Your assignment: Write out every line below that contains "impl".

Study material:
//! Record model for clientsheet
//!
//! The `Client` is the only persisted entity. `ErrorRecord` and
//! `AnnotatedClient` are validation output and are computed on every read.

mod client;

pub use client::{AnnotatedClient, Client, ErrorRecord};
//! clientsheet CLI entry point
//!
//! Parses arguments and dispatches via `cli::run`, printing errors to
//! stderr and exiting non-zero on failure. All logic lives in the library.

use clientsheet::cli;

fn main() {
    if let Err(e) = cli::run() {
        eprintln!("{}: {}", e.code(), e);
        std::process::exit(1);
    }
}
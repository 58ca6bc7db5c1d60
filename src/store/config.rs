//! Store configuration

use std::path::PathBuf;

use serde::{Deserialize, Serialize};

/// Characters Excel does not allow in a worksheet name
const FORBIDDEN_SHEET_CHARS: &[char] = &['[', ']', ':', '*', '?', '/', '\\'];

/// Where the client sheet lives and how to treat a missing file
#[derive(Debug, Clone, PartialEq, Eq, Serialize, Deserialize)]
pub struct StoreConfig {
    /// Path to the workbook (default: "./clients.xlsx"). A `.csv` path
    /// stores the sheet as CSV instead.
    #[serde(default = "default_path")]
    pub path: PathBuf,

    /// Worksheet holding the clients (default: "Hoja1")
    #[serde(default = "default_sheet_name")]
    pub sheet_name: String,

    /// Create a header-only sheet at startup when the file is missing
    /// (default: false)
    #[serde(default)]
    pub create_if_missing: bool,
}

fn default_path() -> PathBuf {
    PathBuf::from("./clients.xlsx")
}

fn default_sheet_name() -> String {
    "Hoja1".to_string()
}

impl Default for StoreConfig {
    fn default() -> Self {
        Self {
            path: default_path(),
            sheet_name: default_sheet_name(),
            create_if_missing: false,
        }
    }
}

impl StoreConfig {
    /// Config pointing at `path` with defaults for everything else
    pub fn with_path(path: impl Into<PathBuf>) -> Self {
        Self {
            path: path.into(),
            ..Default::default()
        }
    }

    /// Reject settings the store cannot work with
    pub fn check(&self) -> Result<(), String> {
        if self.path.as_os_str().is_empty() {
            return Err("path must not be empty".into());
        }
        if self.sheet_name.trim().is_empty() {
            return Err("sheet_name must not be empty".into());
        }
        if self.sheet_name.chars().count() > 31 {
            return Err("sheet_name must be at most 31 characters".into());
        }
        if self.sheet_name.contains(FORBIDDEN_SHEET_CHARS) {
            return Err(format!(
                "sheet_name must not contain any of {:?}",
                FORBIDDEN_SHEET_CHARS
            ));
        }
        Ok(())
    }
}

#[cfg(test)]
mod tests {
    use super::*;

    #[test]
    fn test_default_config() {
        let config = StoreConfig::default();
        assert_eq!(config.path, PathBuf::from("./clients.xlsx"));
        assert_eq!(config.sheet_name, "Hoja1");
        assert!(!config.create_if_missing);
        assert!(config.check().is_ok());
    }

    #[test]
    fn test_partial_json() {
        let config: StoreConfig =
            serde_json::from_str(r#"{"path": "/data/bdexcel.xlsx"}"#).unwrap();
        assert_eq!(config.path, PathBuf::from("/data/bdexcel.xlsx"));
        assert_eq!(config.sheet_name, "Hoja1");
        assert!(!config.create_if_missing);
    }

    #[test]
    fn test_check_sheet_name() {
        let mut config = StoreConfig::default();
        config.sheet_name = " ".into();
        assert!(config.check().is_err());

        config.sheet_name = "Clientes/2024".into();
        assert!(config.check().unwrap_err().contains("sheet_name"));

        config.sheet_name = "x".repeat(32);
        assert!(config.check().is_err());

        config.sheet_name = "Clientes 2024".into();
        assert!(config.check().is_ok());
    }

    #[test]
    fn test_check_empty_path() {
        let config = StoreConfig::with_path("");
        assert_eq!(config.check(), Err("path must not be empty".to_string()));
    }
}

Response area:
impl Default for StoreConfig {
impl StoreConfig {
    pub fn with_path(path: impl Into<PathBuf>) -> Self {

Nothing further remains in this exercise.